The strategy used by Dr. Fussenegger and colleagues takes advantage of the signal cascade of melanopsin, the photopigment found in the photosensitive ganglion cells from the retina, which is most sensitive to blue light (~480 nm). Upon light exposure, melanopsin activates a G protein, triggering a subsequent signal transduction cascade that leads to an intracellular calcium surge.

This calcium surge was rewired to the nuclear factor of activated T-cells, which can initiate gene transcription from specific promoters. After demonstrating the functionality of this synthetic device in mammalian cells, Dr. Fussenegger and colleagues subsequently illustrated its use in a mouse model, where it enabled the light-induced expression of a transgene.

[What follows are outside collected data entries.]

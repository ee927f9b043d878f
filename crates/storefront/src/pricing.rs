//! Price arithmetic for cash-on-delivery orders.
//!
//! All amounts are [`Decimal`]; totals are rounded to two places, half away from zero.
use rust_decimal::{Decimal, RoundingStrategy};

/// Rounds to cents, half away from zero.
pub fn round2(amount: Decimal) -> Decimal {
    amount.round_dp_with_strategy(2, RoundingStrategy::MidpointAwayFromZero)
}

/// `price * quantity`, or `None` on overflow.
pub fn line_total(price: Decimal, quantity: i64) -> Option<Decimal> {
    price.checked_mul(Decimal::from(quantity))
}

/// Amount collected on delivery: `round2(price * quantity + delivery_charge)`.
pub fn cod_amount(price: Decimal, quantity: i64, delivery_charge: Decimal) -> Option<Decimal> {
    line_total(price, quantity)?
        .checked_add(delivery_charge)
        .map(round2)
}

/// Discount for the whole line; `None` when the product has no (or a zero) discount.
pub fn discount_total(discount: Option<Decimal>, quantity: i64) -> Option<Decimal> {
    let discount = discount.filter(|discount| !discount.is_zero())?;
    line_total(discount, quantity).map(round2)
}

/// Two-decimal rendering, e.g. `1577.00`.
pub fn format_amount(amount: Decimal) -> String {
    let mut amount = round2(amount);
    amount.rescale(2);
    amount.to_string()
}

/// Shortest rendering without trailing zeros, e.g. `80`.
pub fn format_plain(amount: Decimal) -> String {
    amount.normalize().to_string()
}
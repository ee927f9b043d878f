//! # Framework Errors
//!
//! This module defines the common error types used throughout the actor runtime.
//! State-specific errors travel inside [`FrameworkError::StateError`] and can be
//! recovered by the typed client with [`FrameworkError::downcast_state`].

/// Errors that can occur within the actor runtime itself.
#[derive(Debug, thiserror::Error)]
pub enum FrameworkError {
    #[error("Actor closed")]
    ActorClosed,
    #[error("Actor dropped response channel")]
    ActorDropped,
    #[error("State error: {0}")]
    StateError(Box<dyn std::error::Error + Send + Sync>),
}

impl FrameworkError {
    /// Recovers the concrete state error `E`, or gives `self` back unchanged.
    pub fn downcast_state<E>(self) -> Result<E, Self>
    where
        E: std::error::Error + Send + Sync + 'static,
    {
        match self {
            Self::StateError(inner) => inner
                .downcast::<E>()
                .map(|error| *error)
                .map_err(Self::StateError),
            other => Err(other),
        }
    }
}
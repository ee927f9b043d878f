//! The order being filled in for the selected product.
use crate::config::StorefrontConfig;
use crate::model::{OrderPayload, Product};
use crate::pricing;
use rust_decimal::Decimal;
use std::fmt::Display;
use std::sync::Arc;
use std::time::Duration;

/// Quantity as typed by the customer. Anything but an integer is kept as `NotANumber`
/// so that validation can happen at submission time.
#[derive(Debug, Clone, Copy, PartialEq, Eq)]
pub enum Quantity {
    Value(i64),
    NotANumber,
}

impl Default for Quantity {
    fn default() -> Self {
        Self::Value(1)
    }
}

impl From<i64> for Quantity {
    fn from(value: i64) -> Self {
        Self::Value(value)
    }
}

impl Quantity {
    /// Parses field text the way a number input reports it: leading whitespace and an
    /// optional sign, then the leading run of digits. `"3 pcs"` is 3, `"abc"` and `""`
    /// are not a number.
    pub fn parse(text: &str) -> Self {
        let text = text.trim_start();
        let sign_len = usize::from(matches!(text.as_bytes().first(), Some(b'-' | b'+')));
        let digits = text[sign_len..]
            .bytes()
            .take_while(u8::is_ascii_digit)
            .count();
        if digits == 0 {
            return Self::NotANumber;
        }
        match text[..sign_len + digits].parse::<i64>() {
            Ok(value) => Self::Value(value),
            Err(_) => Self::NotANumber,
        }
    }

    pub fn value(self) -> Option<i64> {
        match self {
            Self::Value(value) => Some(value),
            Self::NotANumber => None,
        }
    }

    pub fn is_positive(self) -> bool {
        self.value().is_some_and(|value| value > 0)
    }
}

impl Display for Quantity {
    fn fmt(&self, f: &mut std::fmt::Formatter<'_>) -> std::fmt::Result {
        match self {
            Self::Value(value) => write!(f, "{value}"),
            Self::NotANumber => f.write_str("NaN"),
        }
    }
}

/// Values of the order that do not come from the customer.
#[derive(Debug, Clone, PartialEq, Eq)]
pub struct OrderSettings {
    pub delivery_charge: Decimal,
    pub customer_name: String,
    pub courier: String,
    pub notice_duration: Duration,
}

impl From<&StorefrontConfig> for OrderSettings {
    fn from(config: &StorefrontConfig) -> Self {
        Self {
            delivery_charge: config.delivery_charge,
            customer_name: config.customer_name.clone(),
            courier: config.courier.clone(),
            notice_duration: config.notice_duration,
        }
    }
}

impl Default for OrderSettings {
    fn default() -> Self {
        Self::from(&StorefrontConfig::default())
    }
}

#[derive(Debug, Clone, PartialEq)]
pub struct OrderDraft {
    pub product: Arc<Product>,
    pub quantity: Quantity,
    pub phone: String,
    pub address: String,
}

impl OrderDraft {
    pub fn new(product: Arc<Product>) -> Self {
        Self {
            product,
            quantity: Quantity::default(),
            phone: String::new(),
            address: String::new(),
        }
    }

    /// Back to quantity 1 and empty contact fields, same product.
    pub fn reset(&mut self) {
        *self = Self::new(self.product.clone());
    }

    pub fn is_complete(&self) -> bool {
        !self.phone.is_empty() && !self.address.is_empty() && self.quantity.is_positive()
    }

    /// `round2(price * quantity + delivery_charge)`; `None` while the quantity is not a number.
    pub fn compute_total(&self, delivery_charge: Decimal) -> Option<Decimal> {
        pricing::cod_amount(self.product.price, self.quantity.value()?, delivery_charge)
    }

    /// Builds the request body, or `None` when the draft does not pass validation.
    pub fn to_payload(&self, settings: &OrderSettings) -> Option<OrderPayload> {
        if !self.is_complete() {
            return None;
        }
        let quantity = self.quantity.value()?;
        let cod_amount = self.compute_total(settings.delivery_charge)?;
        Some(OrderPayload {
            product_ids: self.product.id.to_string(),
            s_product_qty: quantity.to_string(),
            c_phone: self.phone.clone(),
            c_name: settings.customer_name.clone(),
            courier: settings.courier.clone(),
            address: self.address.clone(),
            advance: None,
            cod_amount: pricing::format_amount(cod_amount),
            discount_amount: pricing::discount_total(self.product.discount_amount, quantity)
                .map(pricing::format_amount),
            delivery_charge: pricing::format_plain(settings.delivery_charge),
        })
    }
}

#[cfg(test)]
mod tests {
    use super::*;
    use std::str::FromStr;

    fn draft(price: &str) -> OrderDraft {
        OrderDraft::new(Arc::new(Product::new(7, "Panjabi", Decimal::from_str(price).unwrap(), 4)))
    }

    #[test]
    fn test_quantity_parsing() {
        assert_eq!(Quantity::parse("3"), Quantity::Value(3));
        assert_eq!(Quantity::parse("  12abc"), Quantity::Value(12));
        assert_eq!(Quantity::parse("-4"), Quantity::Value(-4));
        assert_eq!(Quantity::parse("+2"), Quantity::Value(2));
        assert_eq!(Quantity::parse("0"), Quantity::Value(0));
        assert_eq!(Quantity::parse(""), Quantity::NotANumber);
        assert_eq!(Quantity::parse("abc"), Quantity::NotANumber);
        assert_eq!(Quantity::parse("-"), Quantity::NotANumber);
        assert_eq!(Quantity::parse("99999999999999999999999"), Quantity::NotANumber);
        assert_eq!(Quantity::parse("-9223372036854775808"), Quantity::Value(i64::MIN));
        assert_eq!(Quantity::parse("9223372036854775808"), Quantity::NotANumber);
    }

    #[test]
    fn test_total_follows_quantity() {
        let mut draft = draft("499.00");
        assert_eq!(draft.compute_total(Decimal::from(80)), Some(Decimal::from(579)));
        draft.quantity = Quantity::Value(3);
        assert_eq!(draft.compute_total(Decimal::from(80)), Some(Decimal::from(1577)));
        draft.quantity = Quantity::NotANumber;
        assert_eq!(draft.compute_total(Decimal::from(80)), None);
    }

    #[test]
    fn test_payload_fields() {
        let mut draft = draft("499.00");
        draft.quantity = Quantity::Value(3);
        draft.phone = "01700000000".into();
        draft.address = "House 1, Dhaka".into();

        let payload = draft.to_payload(&OrderSettings::default()).unwrap();
        assert_eq!(payload.product_ids, "7");
        assert_eq!(payload.s_product_qty, "3");
        assert_eq!(payload.c_name, "Guest");
        assert_eq!(payload.courier, "steadfast");
        assert_eq!(payload.cod_amount, "1577.00");
        assert_eq!(payload.discount_amount, None);
        assert_eq!(payload.delivery_charge, "80");
    }

    #[test]
    fn test_payload_discount_scales_with_quantity() {
        let mut draft = OrderDraft::new(Arc::new(
            Product::new(1, "Saree", Decimal::from(1200), 10).with_discount(Decimal::new(505, 1)),
        ));
        draft.quantity = Quantity::Value(2);
        draft.phone = "017".into();
        draft.address = "Chattogram".into();

        let payload = draft.to_payload(&OrderSettings::default()).unwrap();
        assert_eq!(payload.discount_amount.as_deref(), Some("101.00"));
    }

    #[test]
    fn test_incomplete_drafts_have_no_payload() {
        let settings = OrderSettings::default();
        let mut draft = draft("10");
        draft.phone = "017".into();
        assert!(draft.to_payload(&settings).is_none());

        draft.address = "Dhaka".into();
        draft.quantity = Quantity::Value(0);
        assert!(draft.to_payload(&settings).is_none());

        draft.quantity = Quantity::NotANumber;
        assert!(draft.to_payload(&settings).is_none());

        draft.quantity = Quantity::Value(1);
        assert!(draft.to_payload(&settings).is_some());
    }

    #[test]
    fn test_reset_keeps_product() {
        let mut draft = draft("10");
        draft.quantity = Quantity::Value(5);
        draft.phone = "017".into();
        draft.reset();
        assert_eq!(draft.quantity, Quantity::Value(1));
        assert!(draft.phone.is_empty());
        assert_eq!(draft.product.name, "Panjabi");
    }
}
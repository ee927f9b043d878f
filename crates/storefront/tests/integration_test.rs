mod common;

use common::{accepted, catalog, config, CatalogScript, ScriptedApi};
use std::sync::Arc;
use storefront::catalog_actor::{CatalogError, CatalogStatus};
use storefront::lifecycle::{Storefront, StorefrontError};
use storefront::model::{OrderResult, ProductId};
use storefront::order_actor::{OrderView, Quantity};

#[tokio::test]
async fn test_catalog_loads_once_and_serves_products() {
    let api = Arc::new(ScriptedApi::with_products(catalog()));
    let storefront = Storefront::start(config(), api.clone());

    let status = storefront.catalog_client.settled().await.unwrap();
    let CatalogStatus::Ready(products) = status else {
        panic!("catalog did not load");
    };
    assert_eq!(products.len(), 2);

    let products = storefront.catalog_client.products().await.unwrap();
    assert_eq!(products[1].name, "Silk Saree");
    assert_eq!(
        products[1].image_url(&storefront.config().image_base_url).as_deref(),
        Some("https://admin.refabry.com/storage/product/saree.jpg")
    );
    assert!(products[1].is_low_stock(storefront.config().low_stock_threshold));

    // Asking again never refetches.
    storefront.catalog_client.settled().await.unwrap();
    assert_eq!(api.catalog_calls(), 1);

    storefront.shutdown().await.unwrap();
}

#[tokio::test]
async fn test_catalog_is_loading_until_the_fetch_returns() {
    let mut api = ScriptedApi::with_products(catalog());
    let gate = api.gate_catalog();
    let storefront = Storefront::start(config(), Arc::new(api));

    assert_eq!(
        storefront.catalog_client.status().await.unwrap(),
        CatalogStatus::Loading
    );
    assert_eq!(
        storefront.catalog_client.products().await,
        Err(CatalogError::Loading)
    );

    let waiter = storefront.catalog_client.clone();
    let settled = tokio::spawn(async move { waiter.settled().await });

    gate.notify_one();
    assert!(matches!(
        settled.await.unwrap().unwrap(),
        CatalogStatus::Ready(_)
    ));

    storefront.shutdown().await.unwrap();
}

#[tokio::test]
async fn test_catalog_failure_is_reported() {
    let api = Arc::new(ScriptedApi::new(CatalogScript::Status(500)));
    let storefront = Storefront::start(config(), api);

    assert_eq!(
        storefront.catalog_client.settled().await.unwrap(),
        CatalogStatus::Failed("HTTP error: status 500".into())
    );
    assert_eq!(
        storefront.catalog_client.find(ProductId::from(1)).await,
        Err(CatalogError::Unavailable("HTTP error: status 500".into()))
    );

    let selected = storefront.select_product_by_id(ProductId::from(1)).await;
    assert!(matches!(
        selected,
        Err(StorefrontError::Catalog(CatalogError::Unavailable(_)))
    ));

    storefront.shutdown().await.unwrap();
}

#[tokio::test]
async fn test_malformed_catalog_fails_the_load() {
    let api = Arc::new(ScriptedApi::new(CatalogScript::Malformed));
    let storefront = Storefront::start(config(), api);

    let status = storefront.catalog_client.settled().await.unwrap();
    assert!(matches!(status, CatalogStatus::Failed(reason) if reason.contains("Malformed")));

    storefront.shutdown().await.unwrap();
}

#[tokio::test]
async fn test_unknown_product_id() {
    let api = Arc::new(ScriptedApi::with_products(catalog()));
    let storefront = Storefront::start(config(), api);

    let selected = storefront.select_product_by_id(ProductId::from(99)).await;
    assert!(matches!(
        selected,
        Err(StorefrontError::Catalog(CatalogError::NotFound(id))) if id == "99"
    ));

    storefront.shutdown().await.unwrap();
}

#[tokio::test]
async fn test_complete_order_flow() {
    let api = Arc::new(ScriptedApi::with_products(catalog()).respond(200, accepted()));
    let storefront = Storefront::start(config(), api.clone());
    let orders = &storefront.order_client;

    let draft = storefront
        .select_product_by_id(ProductId::from(1))
        .await
        .unwrap();
    assert_eq!(draft.product.name, "Cotton Panjabi");
    assert_eq!(orders.snapshot().await.unwrap().view, OrderView::ProductSelected);

    orders.open_order_form().await.unwrap();
    orders.set_quantity_text("3").await.unwrap();
    orders.set_phone("01700000000").await.unwrap();
    orders.set_address("Mirpur 10, Dhaka").await.unwrap();
    assert_eq!(
        orders.total().await.unwrap().map(storefront::pricing::format_amount).as_deref(),
        Some("1577.00")
    );

    let result = orders.submit().await.unwrap();
    assert_eq!(result, OrderResult::Success { message: "OK".into() });

    let payload = &api.payloads()[0];
    assert_eq!(payload.c_name, "Guest");
    assert_eq!(payload.courier, "steadfast");
    assert_eq!(payload.address, "Mirpur 10, Dhaka");
    assert_eq!(payload.cod_amount, "1577.00");

    let snapshot = orders.snapshot().await.unwrap();
    assert_eq!(snapshot.view, OrderView::Closed);
    assert_eq!(snapshot.draft.unwrap().quantity, Quantity::Value(1));

    storefront.shutdown().await.unwrap();
}

#[tokio::test]
async fn test_selecting_another_product_discards_the_draft() {
    let api = Arc::new(ScriptedApi::with_products(catalog()));
    let storefront = Storefront::start(config(), api);
    let orders = &storefront.order_client;

    storefront
        .select_product_by_id(ProductId::from(1))
        .await
        .unwrap();
    orders.open_order_form().await.unwrap();
    orders.set_quantity(4).await.unwrap();
    orders.set_phone("01700000000").await.unwrap();
    orders.set_address("Uttara").await.unwrap();
    orders.set_quantity(0).await.unwrap();
    orders.submit().await.unwrap();

    storefront
        .select_product_by_id(ProductId::from(2))
        .await
        .unwrap();

    let snapshot = orders.snapshot().await.unwrap();
    let draft = snapshot.draft.unwrap();
    assert_eq!(draft.product.name, "Silk Saree");
    assert_eq!(draft.quantity, Quantity::Value(1));
    assert_eq!(draft.phone, "");
    assert_eq!(draft.address, "");
    assert_eq!(snapshot.result, None);
    assert_eq!(snapshot.view, OrderView::ProductSelected);

    storefront.shutdown().await.unwrap();
}

#[tokio::test]
async fn test_non_success_http_status_uses_server_message() {
    let api = Arc::new(ScriptedApi::with_products(catalog()).respond(
        422,
        serde_json::json!({ "status": false, "message": "Invalid phone number" }),
    ));
    let storefront = Storefront::start(config(), api);
    let orders = &storefront.order_client;

    storefront
        .select_product_by_id(ProductId::from(2))
        .await
        .unwrap();
    orders.open_order_form().await.unwrap();
    orders.set_phone("123").await.unwrap();
    orders.set_address("Sylhet").await.unwrap();

    assert_eq!(
        orders.submit().await.unwrap(),
        OrderResult::failure("Invalid phone number")
    );
    assert_eq!(orders.snapshot().await.unwrap().view, OrderView::OrderFormOpen);

    storefront.shutdown().await.unwrap();
}

#[tokio::test]
async fn test_shutdown_with_catalog_fetch_outstanding() {
    let mut api = ScriptedApi::with_products(catalog());
    let _gate = api.gate_catalog();
    let storefront = Storefront::start(config(), Arc::new(api));

    assert!(storefront.catalog_client.status().await.unwrap().is_loading());
    storefront.shutdown().await.unwrap();
}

In a type 2 diabetes mouse model harboring these transgenic synthetic devices in intraperitoneal hollow-fiber or subcutaneous implants, the investigators reported that, upon exposure to light, the animals showed increased glucagon-like peptide 1 expression, reduced glycemic excursions, and decreased glycemic levels.

“This system is ready for clinical applications,” emphasizes Dr. Fussenegger. A key feature, fundamental for the clinical use of this synthetic device, is that it is fully humanized, and it does not contain any components that would elicit an immune response.

As individual parts, such as promoters, open reading frames, terminators, and transcription factors are combined to generate pathways and circuits, one of the goals of synthetic biology is to generate synthetic chromosomes and genomes, some of which have never existed before.

An important milestone was reached less than a year ago, with the publication of the first partially synthetic eukaryotic chromosome—that of the budding yeast. This advancement, along with other developments in the field, are signaling the beginning of a new era, one that provides a new level of scientific inquiry and promises to reshape medicine, biomedical research, and biotechnology.